• [TASK PROMPT]:
Give again, word for word, each line below starting at the one that contains "pub const USER_CREATED: &str" and ending at the one that contains "the identity provider.".

• [PROVIDED DATA]:
//! # Webhook Events
//!
//! Clerk wraps every notification in an envelope of the form
//! `{"object": "event", "type": "user.created", "data": {...}}`. The envelope is
//! decoded first and `data` is only interpreted once the type is known, so
//! notifications this service does not handle never fail to decode.

use serde::{Deserialize, Serialize};
use serde_json::{Map, Value as JsonValue};

pub const USER_CREATED: &str = "user.created";
pub const USER_UPDATED: &str = "user.updated";
pub const SESSION_CREATED: &str = "session.created";

/// Raw webhook envelope as delivered by the identity provider.
#[derive(Debug, Clone, Serialize, Deserialize)]
pub struct WebhookEnvelope {
    #[serde(rename = "type")]
    pub event_type: String,
    #[serde(default)]
    pub data: JsonValue,
    #[serde(default, skip_serializing_if = "Option::is_none")]
    pub object: Option<String>,
    #[serde(default, skip_serializing_if = "Option::is_none")]
    pub timestamp: Option<i64>,
    #[serde(default, skip_serializing_if = "Option::is_none")]
    pub instance_id: Option<String>,
}

/// A decoded webhook event.
#[derive(Debug, Clone, PartialEq)]
pub enum WebhookEvent {
    UserCreated(UserData),
    UserUpdated(UserData),
    SessionCreated(SessionData),
    /// Any event type without a handler, kept by name for logging.
    Unhandled(String),
}

impl WebhookEvent {
    /// Interprets the envelope's `data` according to its `type`.
    pub fn from_envelope(envelope: WebhookEnvelope) -> serde_json::Result<Self> {
        let event = match envelope.event_type.as_str() {
            USER_CREATED => Self::UserCreated(serde_json::from_value(envelope.data)?),
            USER_UPDATED => Self::UserUpdated(serde_json::from_value(envelope.data)?),
            SESSION_CREATED => Self::SessionCreated(serde_json::from_value(envelope.data)?),
            _ => Self::Unhandled(envelope.event_type),
        };
        Ok(event)
    }

    /// Decodes a raw request body.
    pub fn from_slice(body: &[u8]) -> serde_json::Result<Self> {
        Self::from_envelope(serde_json::from_slice(body)?)
    }

    pub fn event_type(&self) -> &str {
        match self {
            Self::UserCreated(_) => USER_CREATED,
            Self::UserUpdated(_) => USER_UPDATED,
            Self::SessionCreated(_) => SESSION_CREATED,
            Self::Unhandled(event_type) => event_type,
        }
    }
}

/// User payload carried by `user.created` and `user.updated`.
#[derive(Debug, Clone, Default, PartialEq, Serialize, Deserialize)]
pub struct UserData {
    #[serde(default)]
    pub id: Option<String>,
    #[serde(default)]
    pub email_addresses: Option<Vec<EmailAddress>>,
    #[serde(default)]
    pub username: Option<String>,
    #[serde(default)]
    pub first_name: Option<String>,
    #[serde(default)]
    pub last_name: Option<String>,
    #[serde(default, deserialize_with = "null_as_empty_map")]
    pub private_metadata: Map<String, JsonValue>,
    #[serde(default, deserialize_with = "null_as_default")]
    pub public_metadata: PublicMetadata,
}

impl UserData {
    /// The identity id, if present and non-empty.
    pub fn identity_id(&self) -> Option<&str> {
        self.id.as_deref().filter(|id| !id.is_empty())
    }

    /// The first listed email address, which is what gets stored as the user's email.
    pub fn primary_email(&self) -> Option<&str> {
        self.email_addresses
            .as_ref()
            .and_then(|addresses| addresses.first())
            .map(|address| address.email_address.as_str())
    }
}

#[derive(Debug, Clone, PartialEq, Serialize, Deserialize)]
pub struct EmailAddress {
    #[serde(default)]
    pub id: Option<String>,
    pub email_address: String,
}

/// Provider-visible metadata; only the subscription tier is interpreted.
#[derive(Debug, Clone, Default, PartialEq, Serialize, Deserialize)]
pub struct PublicMetadata {
    #[serde(default, rename = "subscriptionType")]
    pub subscription_type: Option<String>,
    #[serde(flatten)]
    pub extra: Map<String, JsonValue>,
}

/// Session payload carried by `session.created`.
#[derive(Debug, Clone, Default, PartialEq, Serialize, Deserialize)]
pub struct SessionData {
    #[serde(default)]
    pub id: Option<String>,
    #[serde(default)]
    pub user_id: Option<String>,
    #[serde(default)]
    pub client_id: Option<String>,
    #[serde(default)]
    pub status: Option<String>,
}

impl SessionData {
    pub fn session_id(&self) -> Option<&str> {
        self.id.as_deref().filter(|id| !id.is_empty())
    }
}

fn null_as_empty_map<'de, D>(deserializer: D) -> Result<Map<String, JsonValue>, D::Error>
where
    D: serde::Deserializer<'de>,
{
    Ok(Option::<Map<String, JsonValue>>::deserialize(deserializer)?.unwrap_or_default())
}

fn null_as_default<'de, D>(deserializer: D) -> Result<PublicMetadata, D::Error>
where
    D: serde::Deserializer<'de>,
{
    Ok(Option::<PublicMetadata>::deserialize(deserializer)?.unwrap_or_default())
}
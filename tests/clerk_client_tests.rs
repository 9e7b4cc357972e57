use std::time::Duration;

use clerk_sync::identity::{ClerkClient, IdentityError, IdentityProvider};
use serde_json::json;
use wiremock::{
    Mock, MockServer, ResponseTemplate,
    matchers::{header, method, path},
};

fn client(server: &MockServer) -> ClerkClient {
    ClerkClient::new(&server.uri(), "sk_test_123", Duration::from_secs(5)).unwrap()
}

#[tokio::test]
async fn get_session_sends_bearer_key_and_decodes_session() {
    let mock_server = MockServer::start().await;

    Mock::given(method("GET"))
        .and(path("/v1/sessions/sess_123"))
        .and(header("authorization", "Bearer sk_test_123"))
        .respond_with(ResponseTemplate::new(200).set_body_json(json!({
            "object": "session",
            "id": "sess_123",
            "user_id": "user_29w83sxmDNGwOuEthce5gg56FcC",
            "client_id": "client_1",
            "status": "active",
            "last_active_at": 1_700_000_000_000i64,
            "expire_at": 1_700_600_000_000i64,
            "abandon_at": 1_702_000_000_000i64,
            "created_at": 1_700_000_000_000i64,
            "updated_at": 1_700_000_000_000i64
        })))
        .expect(1)
        .mount(&mock_server)
        .await;

    let session = client(&mock_server).get_session("sess_123").await.unwrap();

    assert_eq!(session.id, "sess_123");
    assert_eq!(
        session.user_id.as_deref(),
        Some("user_29w83sxmDNGwOuEthce5gg56FcC")
    );
    assert_eq!(session.status.as_deref(), Some("active"));
    assert_eq!(session.expire_at, Some(1_700_600_000_000));
}

#[tokio::test]
async fn get_session_surfaces_http_errors() {
    let mock_server = MockServer::start().await;

    Mock::given(method("GET"))
        .and(path("/v1/sessions/sess_missing"))
        .respond_with(ResponseTemplate::new(404).set_body_json(json!({
            "errors": [{"code": "resource_not_found", "message": "not found"}]
        })))
        .mount(&mock_server)
        .await;

    let err = client(&mock_server)
        .get_session("sess_missing")
        .await
        .unwrap_err();

    match err {
        IdentityError::Http { status, body } => {
            assert_eq!(status, 404);
            assert!(body.contains("resource_not_found"));
        }
        other => panic!("expected http error, got {other:?}"),
    }
}

#[tokio::test]
async fn get_session_with_undecodable_body_is_transport_error() {
    let mock_server = MockServer::start().await;

    Mock::given(method("GET"))
        .and(path("/v1/sessions/sess_123"))
        .respond_with(ResponseTemplate::new(200).set_body_string("<html>oops</html>"))
        .mount(&mock_server)
        .await;

    let err = client(&mock_server).get_session("sess_123").await.unwrap_err();
    assert!(matches!(err, IdentityError::Transport(_)));
}

#[tokio::test]
async fn get_session_times_out() {
    let mock_server = MockServer::start().await;

    Mock::given(method("GET"))
        .and(path("/v1/sessions/sess_slow"))
        .respond_with(
            ResponseTemplate::new(200)
                .set_body_json(json!({"id": "sess_slow"}))
                .set_delay(Duration::from_secs(2)),
        )
        .mount(&mock_server)
        .await;

    let client =
        ClerkClient::new(&mock_server.uri(), "sk_test_123", Duration::from_millis(200)).unwrap();
    let err = client.get_session("sess_slow").await.unwrap_err();

    let IdentityError::Transport(source) = err else {
        panic!("expected transport error");
    };
    assert!(source.is_timeout());
}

• [SOLUTION]:
pub const USER_CREATED: &str = "user.created";
pub const USER_UPDATED: &str = "user.updated";
pub const SESSION_CREATED: &str = "session.created";

/// Raw webhook envelope as delivered by the identity provider.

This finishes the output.